Employers offering 401(k) plans to their employees assume significant responsibilities under the Employee Retirement Income Security Act. As the federal law designed to protect employee retirement plans, ERISA imposes strict standards of care upon those who establish and administer such plans. Unfortunately, many employers fail to understand the true scope of their obligations, as well as the consequences for failing to live up to them. Since wrongful acts can result in significant liability, employers must understand precisely what the law requires and what the law prohibits.

Employers looking for additional motivation to take their obligations seriously need only consider that ERISA violations may result in personal liability. Specifically, ERISA provides that “any person who is a fiduciary with respect to a plan who breaches any of the responsibilities, obligations, or duties…shall be personally liable to make good to such plan, any losses to such plan resulting from each such breach.
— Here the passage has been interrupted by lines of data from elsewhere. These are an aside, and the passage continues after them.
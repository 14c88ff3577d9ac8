//! Container configuration builder
//!
//! [`LxcConfigBuilder`] appends the per-instance directives to a loaded
//! configuration in a fixed order:
//!
//! 1. name (`lxc.utsname`)
//! 2. rootfs (`lxc.rootfs`, only when the rootfs exists)
//! 3. logging (`lxc.logfile`)
//! 4. network (`lxc.network.*`, one block per interface)
//! 5. console (`lxc.console.logfile`)
//! 6. limits (`lxc.cgroup.*`)
//! 7. user namespace (`lxc.id_map`, unprivileged only)
//!
//! [`synthesize`] runs the whole pipeline against the instance's config file.

use flex_core::{Error, Instance, LxcOptions, NetworkInterface, Result, SecurityMode};
use flex_security::{IdMap, SecurityPolicy};
use std::path::PathBuf;

use crate::document::keys;
use crate::paths::InstancePaths;
use crate::target::{ConfigTarget, FileTarget};
use crate::template::{write_template_includes, TemplateResolver};

/// LXC network type used for every interface
pub const NETWORK_TYPE_VETH: &str = "veth";

/// Appends instance directives to a container configuration
///
/// The builder owns its target until [`build`](Self::build) hands it back.
/// The security mode is classified once, at construction.
pub struct LxcConfigBuilder<'a, T: ConfigTarget> {
    target: T,
    instance: &'a Instance,
    network_info: &'a [NetworkInterface],
    idmap: &'a IdMap,
    options: &'a LxcOptions,
    paths: InstancePaths,
    security: SecurityMode,
}

impl<'a, T: ConfigTarget> LxcConfigBuilder<'a, T> {
    /// Create a builder for `instance`
    pub fn new(
        target: T,
        instance: &'a Instance,
        network_info: &'a [NetworkInterface],
        idmap: &'a IdMap,
        options: &'a LxcOptions,
        policy: &dyn SecurityPolicy,
    ) -> Self {
        let security = policy.classify(instance);

        tracing::debug!(
            instance_id = %instance.id,
            security = %security,
            "Classified container security mode"
        );

        Self {
            target,
            instance,
            network_info,
            idmap,
            options,
            paths: InstancePaths::new(&options.instances_path),
            security,
        }
    }

    /// Security mode this builder was created with
    #[must_use]
    pub const fn security_mode(&self) -> SecurityMode {
        self.security
    }

    /// Load the target, append every directive, and save
    ///
    /// Nothing is saved unless every step succeeds.
    pub fn build(mut self) -> Result<T> {
        tracing::debug!(instance_id = %self.instance.id, "Building LXC container configuration");

        self.target.load_config()?;

        self.config_name()?;
        self.config_rootfs()?;
        self.config_logging()?;
        self.config_network()?;
        self.config_console()?;
        self.config_limits()?;
        self.config_user()?;

        self.target.save_config()?;

        Ok(self.target)
    }

    fn append(&mut self, key: &str, value: &str) -> Result<()> {
        self.target.append_config_item(key, value)
    }

    fn config_name(&mut self) -> Result<()> {
        let instance = self.instance;
        self.append(keys::UTSNAME, instance.id.as_str())
    }

    fn config_rootfs(&mut self) -> Result<()> {
        let rootfs = self.paths.rootfs(&self.instance.id);

        if rootfs.exists() {
            return self.append(keys::ROOTFS, &rootfs.to_string_lossy());
        }

        if self.options.require_rootfs {
            return Err(Error::MissingRootfs { path: rootfs });
        }

        tracing::warn!(
            instance_id = %self.instance.id,
            path = %rootfs.display(),
            "Rootfs does not exist yet, omitting lxc.rootfs"
        );
        Ok(())
    }

    fn config_logging(&mut self) -> Result<()> {
        let logfile = self.paths.logfile(&self.instance.id);
        self.append(keys::LOGFILE, &logfile.to_string_lossy())
    }

    fn config_network(&mut self) -> Result<()> {
        let network_info = self.network_info;

        for vif in network_info {
            vif.validate()?;
            let bridge = vif.bridge_name();

            tracing::debug!(
                instance_id = %self.instance.id,
                vif_id = vif.short_id(),
                vif_type = %vif.vif_type,
                bridge = %bridge,
                "Adding network interface"
            );

            self.append(keys::NETWORK_TYPE, NETWORK_TYPE_VETH)?;
            self.append(keys::NETWORK_HWADDR, &vif.address)?;
            self.append(keys::NETWORK_LINK, &bridge)?;
        }
        Ok(())
    }

    fn config_console(&mut self) -> Result<()> {
        let console = self.paths.console(&self.instance.id);
        self.append(keys::CONSOLE_LOGFILE, &console.to_string_lossy())
    }

    fn config_limits(&mut self) -> Result<()> {
        let memory = self.instance.flavor.lxc_memory_limit();
        self.append(keys::MEMORY_LIMIT, &memory)?;

        let options = self.options;
        if let Some(cpus) = &options.cpuset_cpus {
            self.append(keys::CPUSET_CPUS, cpus)?;
        }
        Ok(())
    }

    fn config_user(&mut self) -> Result<()> {
        if self.security != SecurityMode::Unprivileged {
            return Ok(());
        }

        let idmap = self.idmap;
        for (key, value) in idmap.lxc_conf_lines() {
            self.append(key, &value)?;
        }
        Ok(())
    }
}

/// Outcome of a successful synthesis
#[derive(Debug, Clone, PartialEq, Eq)]
pub struct SynthesisReport {
    /// Template the configuration includes
    pub template: String,
    /// Written configuration file
    pub config_path: PathBuf,
    /// Security mode the instance was classified as
    pub security: SecurityMode,
    /// Number of directives written after the includes
    pub directives: usize,
}

/// Synthesize and persist the LXC configuration for `instance`
///
/// Resolves the template, writes the include fragment, then loads that file
/// and appends every directive. A template that is not installed on the host
/// stops the pipeline before anything is written.
pub fn synthesize(
    options: &LxcOptions,
    policy: &dyn SecurityPolicy,
    instance: &Instance,
    network_info: &[NetworkInterface],
    idmap: &IdMap,
) -> Result<SynthesisReport> {
    let template = TemplateResolver::from_options(options).resolve(&instance.image_meta)?;

    let config_path = InstancePaths::new(&options.instances_path).config(&instance.id);
    write_template_includes(&template, &options.config_dir, &config_path)?;

    let builder = LxcConfigBuilder::new(
        FileTarget::new(&config_path),
        instance,
        network_info,
        idmap,
        options,
        policy,
    );
    let security = builder.security_mode();
    let target = builder.build()?;

    let report = SynthesisReport {
        template,
        config_path,
        security,
        directives: target.document().directives().len(),
    };

    tracing::info!(
        instance_id = %instance.id,
        template = %report.template,
        security = %report.security,
        directives = report.directives,
        "LXC configuration written"
    );

    Ok(report)
}

#[cfg(test)]
mod tests {
    use super::*;
    use crate::target::MemoryTarget;
    use flex_core::{Flavor, InstanceId};
    use flex_security::MetadataPolicy;

    fn instance(memory_mb: u64) -> Instance {
        Instance::new(InstanceId::new("abc-123").unwrap(), Flavor::new(memory_mb, 1))
    }

    fn options(root: &std::path::Path) -> LxcOptions {
        LxcOptions::default().with_instances_path(root)
    }

    fn build(
        instance: &Instance,
        network_info: &[NetworkInterface],
        options: &LxcOptions,
        mode: SecurityMode,
    ) -> crate::ConfigDocument {
        let idmap = IdMap::default_unprivileged();
        let policy = MetadataPolicy::new(mode);
        let target = LxcConfigBuilder::new(
            MemoryTarget::new(),
            instance,
            network_info,
            &idmap,
            options,
            &policy,
        )
        .build()
        .unwrap();

        target.saved().unwrap().clone()
    }

    fn keys_of(doc: &crate::ConfigDocument) -> Vec<&str> {
        doc.directives().iter().map(|d| d.key.as_str()).collect()
    }

    #[test]
    fn test_directive_order() {
        let dir = tempfile::tempdir().unwrap();
        let options = options(dir.path());
        let inst = instance(512);
        std::fs::create_dir_all(InstancePaths::new(dir.path()).rootfs(&inst.id)).unwrap();
        let vifs = [NetworkInterface::new("0123456789abcdef", "bridge", "aa:bb:cc:dd:ee:ff", "br100")];

        let doc = build(&inst, &vifs, &options, SecurityMode::Unprivileged);

        assert_eq!(
            keys_of(&doc),
            vec![
                keys::UTSNAME,
                keys::ROOTFS,
                keys::LOGFILE,
                keys::NETWORK_TYPE,
                keys::NETWORK_HWADDR,
                keys::NETWORK_LINK,
                keys::CONSOLE_LOGFILE,
                keys::MEMORY_LIMIT,
                keys::ID_MAP,
                keys::ID_MAP,
            ]
        );
        assert_eq!(doc.get(keys::UTSNAME), Some("abc-123"));
    }

    #[test]
    fn test_missing_rootfs_is_omitted() {
        let dir = tempfile::tempdir().unwrap();
        let doc = build(&instance(512), &[], &options(dir.path()), SecurityMode::Privileged);

        assert!(!doc.contains_key(keys::ROOTFS));
        assert!(doc.contains_key(keys::LOGFILE));
    }

    #[test]
    fn test_missing_rootfs_required() {
        let dir = tempfile::tempdir().unwrap();
        let options = options(dir.path()).with_require_rootfs(true);
        let inst = instance(512);
        let idmap = IdMap::default_unprivileged();
        let policy = MetadataPolicy::default();

        let builder =
            LxcConfigBuilder::new(MemoryTarget::new(), &inst, &[], &idmap, &options, &policy);
        let err = builder.build().err().unwrap();

        assert!(matches!(err, Error::MissingRootfs { .. }));
    }

    #[test]
    fn test_memory_limit() {
        let dir = tempfile::tempdir().unwrap();
        let doc = build(&instance(512), &[], &options(dir.path()), SecurityMode::Privileged);

        assert_eq!(doc.get(keys::MEMORY_LIMIT), Some("512M"));
        assert!(!doc.contains_key(keys::CPUSET_CPUS));
    }

    #[test]
    fn test_memory_limit_stays_in_megabytes() {
        let dir = tempfile::tempdir().unwrap();
        let doc = build(&instance(1 << 44), &[], &options(dir.path()), SecurityMode::Privileged);

        assert_eq!(doc.get(keys::MEMORY_LIMIT), Some("17592186044416M"));
    }

    #[test]
    fn test_line_break_in_interface_is_rejected() {
        let dir = tempfile::tempdir().unwrap();
        let options = options(dir.path());
        let inst = instance(512);
        let idmap = IdMap::default_unprivileged();
        let policy = MetadataPolicy::new(SecurityMode::Privileged);
        let vifs = [
            NetworkInterface::new(
                "0123456789abcdef",
                "bridge",
                "aa:bb:cc:dd:ee:ff\nlxc.include = /evil.conf\nlxc.rootfs = /",
                "br100",
            ),
            NetworkInterface::new("0123456789abcdef", "bridge", "aa:bb:cc:dd:ee:ff", "br100\nlxc.rootfs = /"),
        ];

        for vif in vifs {
            let network_info = [vif];
            let builder = LxcConfigBuilder::new(
                MemoryTarget::new(),
                &inst,
                &network_info,
                &idmap,
                &options,
                &policy,
            );
            let err = builder.build().err().unwrap();
            assert!(matches!(err, Error::InvalidConfig { .. }), "{err}");
        }
    }

    #[test]
    fn test_cpuset_when_configured() {
        let dir = tempfile::tempdir().unwrap();
        let options = options(dir.path()).with_cpuset_cpus("0-1");
        let doc = build(&instance(256), &[], &options, SecurityMode::Privileged);

        assert_eq!(doc.get(keys::CPUSET_CPUS), Some("0-1"));
        let position = |key: &str| keys_of(&doc).iter().position(|k| *k == key).unwrap();
        assert!(position(keys::MEMORY_LIMIT) < position(keys::CPUSET_CPUS));
    }

    #[test]
    fn test_ovs_interface_bridge() {
        let dir = tempfile::tempdir().unwrap();
        let vifs = [NetworkInterface::new("0123456789abcdef", "ovs", "aa:bb:cc:dd:ee:ff", "br-int")];
        let doc = build(&instance(512), &vifs, &options(dir.path()), SecurityMode::Privileged);

        assert_eq!(doc.values(keys::NETWORK_TYPE).collect::<Vec<_>>(), ["veth"]);
        assert_eq!(
            doc.values(keys::NETWORK_HWADDR).collect::<Vec<_>>(),
            ["aa:bb:cc:dd:ee:ff"]
        );
        assert_eq!(
            doc.values(keys::NETWORK_LINK).collect::<Vec<_>>(),
            ["qbr0123456789a"]
        );
    }

    #[test]
    fn test_every_interface_gets_a_block() {
        let dir = tempfile::tempdir().unwrap();
        let vifs = [
            NetworkInterface::new("aaaaaaaaaaaaaaaa", "ovs", "aa:aa:aa:aa:aa:aa", "br-int"),
            NetworkInterface::new("bbbbbbbbbbbbbbbb", "bridge", "bb:bb:bb:bb:bb:bb", "br100"),
        ];
        let doc = build(&instance(512), &vifs, &options(dir.path()), SecurityMode::Privileged);

        let network: Vec<(&str, &str)> = doc
            .directives()
            .iter()
            .filter(|d| d.key.starts_with("lxc.network."))
            .map(|d| (d.key.as_str(), d.value.as_str()))
            .collect();

        assert_eq!(
            network,
            vec![
                (keys::NETWORK_TYPE, "veth"),
                (keys::NETWORK_HWADDR, "aa:aa:aa:aa:aa:aa"),
                (keys::NETWORK_LINK, "qbraaaaaaaaaaa"),
                (keys::NETWORK_TYPE, "veth"),
                (keys::NETWORK_HWADDR, "bb:bb:bb:bb:bb:bb"),
                (keys::NETWORK_LINK, "br100"),
            ]
        );
    }

    #[test]
    fn test_no_interfaces_no_network_directives() {
        let dir = tempfile::tempdir().unwrap();
        let doc = build(&instance(512), &[], &options(dir.path()), SecurityMode::Privileged);

        assert!(!doc.contains_key(keys::NETWORK_TYPE));
    }

    #[test]
    fn test_privileged_has_no_id_map() {
        let dir = tempfile::tempdir().unwrap();
        let doc = build(&instance(512), &[], &options(dir.path()), SecurityMode::Privileged);

        assert!(!doc.contains_key(keys::ID_MAP));
    }

    #[test]
    fn test_unprivileged_id_map_in_order() {
        let dir = tempfile::tempdir().unwrap();
        let doc = build(&instance(512), &[], &options(dir.path()), SecurityMode::Unprivileged);

        assert_eq!(
            doc.values(keys::ID_MAP).collect::<Vec<_>>(),
            ["u 0 100000 65536", "g 0 100000 65536"]
        );
    }

    #[test]
    fn test_security_mode_classified_from_metadata() {
        let dir = tempfile::tempdir().unwrap();
        let options = options(dir.path());
        let inst = instance(512).with_metadata(MetadataPolicy::METADATA_KEY, "privileged");
        let idmap = IdMap::default_unprivileged();
        let policy = MetadataPolicy::default();

        let builder =
            LxcConfigBuilder::new(MemoryTarget::new(), &inst, &[], &idmap, &options, &policy);
        assert_eq!(builder.security_mode(), SecurityMode::Privileged);

        let target = builder.build().unwrap();
        assert!(!target.saved().unwrap().contains_key(keys::ID_MAP));
    }
}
In addition to covering 401(k) plans, ERISA’s broad definition of “employee benefit plan” means that many different types of employee plans may be covered by ERISA, including various health plans, short- and long-term disability plans, deferred contribution plans, SIMPLE plans, TOP HAT plans, pension and profit sharing plans, employee stock ownership plans, and flexible benefit plans. Given ERISA’s broad applicability, employers offering various employee benefit plans must confirm ERISA’s applicability to such plans.

It is important to establish ERISA’s applicability, whether to a 401(k) plan or some other covered employee benefit plan, because of the strict standards of care imposed upon those deemed “fiduciaries” of the plan. Although a plan must have at least one named fiduciary, if a person uses discretion in administering and managing the plan, or controlling the plan’s assets, then that person may be deemed a fiduciary of the plan by virtue of taking control of the plan. Indeed, fiduciary status is based on the functions performed for the plan, not just a person’s title with respect to the plan.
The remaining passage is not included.